Requerente: Monsanto do Brasil Ltda.
CQB: 03/96
Decisão: DEFERIDO
Ementa: A Presidente da Comissão Interna de Biossegurança, Dra. Angela Ferrari, por meio dos requisito estabelecidos na Resolução Normativa 32 solicita a A CTNBio, após análise de solicitação de Parecer Técnico e publicação de Decisão Técnica relativa à biossegurança do algodão geneticamente modificado tolerante a herbicidas (algodão MON 96012), para efeito de sua liberação no meio ambiente, uso na alimentação humana e animal, seu uso comercial, e quaisquer outras atividades relacionadas a esse OGM e quaisquer progênies dele derivadas, bem como a Isenção do monitoramento pós-liberação comercial, concluiu pelo DEFERIMENTO. O algodão MON 96012 possui a característica de tolerância aos herbicidas glifosato (N-(fosfonometil)glicina), glufosinato (ácido 2-amino-4-(hidroximetilfosfinil)butanoico), dicamba (ácido 3,6-dicloro-2-metoxibenzoico), mesotriona (2-[4-(metilsulfonil)-2-nitrobenzoil]-1,3- ciclohexanediona) e inibidores da protoporfirinogênio IX oxidase (PPO). Verifica-se nos documentos disponíveis que não há evidências de que o algodão MON 96012 seja diferente do algodão convencional no que diz respeito à sua influência direta nos processos biogeoquímicos ou nos níveis de nutrientes no solo, já que as características de crescimento e desenvolvimento, morfologia, fitossanidade e sobrevivência do algodão MON 96012 não são diferentes do algodão convencional. Assim como o algodão convencional, é altamente improvável que o algodão MON 96012 cause efeitos adversos sobre os microrganismos do solo que conduzem os processos biogeoquímicos em campos de produção agrícola ou em habitats não agrícolas, na saúde humana ou animal, portanto o risco do algodão MON 96012 é negligenciável.
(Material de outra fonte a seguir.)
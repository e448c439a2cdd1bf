use serde::{Deserialize, Serialize};
use sha2::{Digest, Sha256};
use std::collections::{HashMap, VecDeque};
use std::fs;
use std::path::{Path, PathBuf};
use std::sync::{Arc, Mutex, MutexGuard};
use tracing::{debug, warn};

use crate::compile::compile_str;
use crate::error::TemplateError;
use crate::template::Template;

#[derive(Serialize, Deserialize)]
pub struct CacheEntry {
    pub hash: String,
    pub template: Template,
}

#[derive(Default)]
struct Entries {
    templates: HashMap<String, Arc<Template>>,
    /// Insertion order, oldest first.
    order: VecDeque<String>,
}

impl Entries {
    /// Store `template` unless `hash` is already present, evicting the oldest
    /// entries to stay within `max_entries`. Returns the stored template.
    fn insert(&mut self, hash: String, template: Template, max_entries: Option<usize>) -> Arc<Template> {
        if let Some(existing) = self.templates.get(&hash) {
            return Arc::clone(existing);
        }
        if let Some(max) = max_entries {
            while self.templates.len() >= max {
                let Some(oldest) = self.order.pop_front() else {
                    break;
                };
                debug!(hash = %oldest, "evicting cached template");
                self.templates.remove(&oldest);
            }
        }
        let template = Arc::new(template);
        self.order.push_back(hash.clone());
        self.templates.insert(hash, Arc::clone(&template));
        template
    }
}

/// Compiles each distinct template source once.
///
/// Entries are keyed by the SHA-256 of the source. With a cache directory,
/// compiled templates are also persisted as JSON and reloaded on a later
/// miss in memory. The memory layer is unbounded unless
/// [`TemplateCache::with_max_entries`] sets a limit, past which the oldest
/// entries are evicted first.
#[derive(Default)]
pub struct TemplateCache {
    entries: Mutex<Entries>,
    cache_dir: Option<PathBuf>,
    max_entries: Option<usize>,
}

impl TemplateCache {
    pub fn new() -> Self {
        Self::default()
    }

    pub fn with_dir(cache_dir: impl Into<PathBuf>) -> Self {
        let cache_dir = cache_dir.into();
        if !cache_dir.exists() {
            if let Err(e) = fs::create_dir_all(&cache_dir) {
                warn!(dir = %cache_dir.display(), error = %e, "could not create template cache directory");
            }
        }
        Self {
            cache_dir: Some(cache_dir),
            ..Self::default()
        }
    }

    /// Keep at most `max_entries` templates in memory (at least one).
    pub fn with_max_entries(mut self, max_entries: usize) -> Self {
        self.max_entries = Some(max_entries.max(1));
        self
    }

    pub fn compute_hash(source: &str) -> String {
        let mut hasher = Sha256::new();
        hasher.update(source.as_bytes());
        format!("{:x}", hasher.finalize())
    }

    fn lock(&self) -> MutexGuard<'_, Entries> {
        // Entries are inserted whole, so a poisoned map is still consistent.
        self.entries.lock().unwrap_or_else(|poisoned| poisoned.into_inner())
    }

    fn entry_path(dir: &Path, hash: &str) -> PathBuf {
        dir.join(format!("{}.json", hash))
    }

    /// Return the compiled template for `source`, compiling it on first use.
    pub fn get_or_compile(&self, source: &str) -> Result<Arc<Template>, TemplateError> {
        let hash = Self::compute_hash(source);

        if let Some(template) = self.lock().templates.get(&hash) {
            debug!(hash = %hash, "template cache hit");
            return Ok(Arc::clone(template));
        }

        let template = match self.load(&hash) {
            Some(template) => template,
            None => {
                debug!(hash = %hash, "template cache miss, compiling");
                let template = compile_str(source)?;
                self.persist(&hash, &template);
                template
            }
        };

        Ok(self.lock().insert(hash, template, self.max_entries))
    }

    fn load(&self, hash: &str) -> Option<Template> {
        let dir = self.cache_dir.as_ref()?;
        let path = Self::entry_path(dir, hash);
        let data = fs::read_to_string(&path).ok()?;

        match serde_json::from_str::<CacheEntry>(&data) {
            Ok(entry) if entry.hash == hash => {
                debug!(hash = %hash, "template loaded from disk cache");
                Some(entry.template)
            }
            Ok(_) => {
                warn!(path = %path.display(), "template cache entry hash mismatch, discarding");
                fs::remove_file(&path).ok();
                None
            }
            Err(e) => {
                warn!(path = %path.display(), error = %e, "template cache entry corrupt, discarding");
                fs::remove_file(&path).ok();
                None
            }
        }
    }

    fn persist(&self, hash: &str, template: &Template) {
        let Some(dir) = &self.cache_dir else {
            return;
        };
        let entry = CacheEntry {
            hash: hash.to_string(),
            template: template.clone(),
        };
        let path = Self::entry_path(dir, hash);
        match serde_json::to_string(&entry) {
            Ok(data) => {
                if let Err(e) = fs::write(&path, data) {
                    warn!(path = %path.display(), error = %e, "could not persist compiled template");
                }
            }
            Err(e) => warn!(error = %e, "could not serialize compiled template"),
        }
    }

    pub fn len(&self) -> usize {
        self.lock().templates.len()
    }

    pub fn is_empty(&self) -> bool {
        self.lock().templates.is_empty()
    }

    /// Drop the in-memory layer. Files on disk are kept.
    pub fn clear(&self) {
        let mut entries = self.lock();
        entries.templates.clear();
        entries.order.clear();
    }
}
No âmbito das competências do art. 14 da Lei 11.105/05, bem como os critérios internacionalmente aceitos para avaliação de segurança de alimentos e matérias primas geneticamente modificadas, considera-se que os dados de biossegurança do evento MON 96012 atendem às normas e à legislação pertinente que visam garantir a biossegurança do meio ambiente, agricultura, saúde humana e animal. Assim, atendidas as condições descritas no processo e neste parecer técnico, essa atividade não é potencialmente causadora de significativa degradação do meio ambiente ou saúde humana.
A íntegra deste Parecer Técnico consta do processo arquivado na CTNBio. Informações complementares ou solicitações de maiores informações sobre o processo, deverão ser encaminhadas, via Sistema de Informação ao Cidadão - SIC, através da página eletrônica do Ministério da Ciência, Tecnologia e Inovação.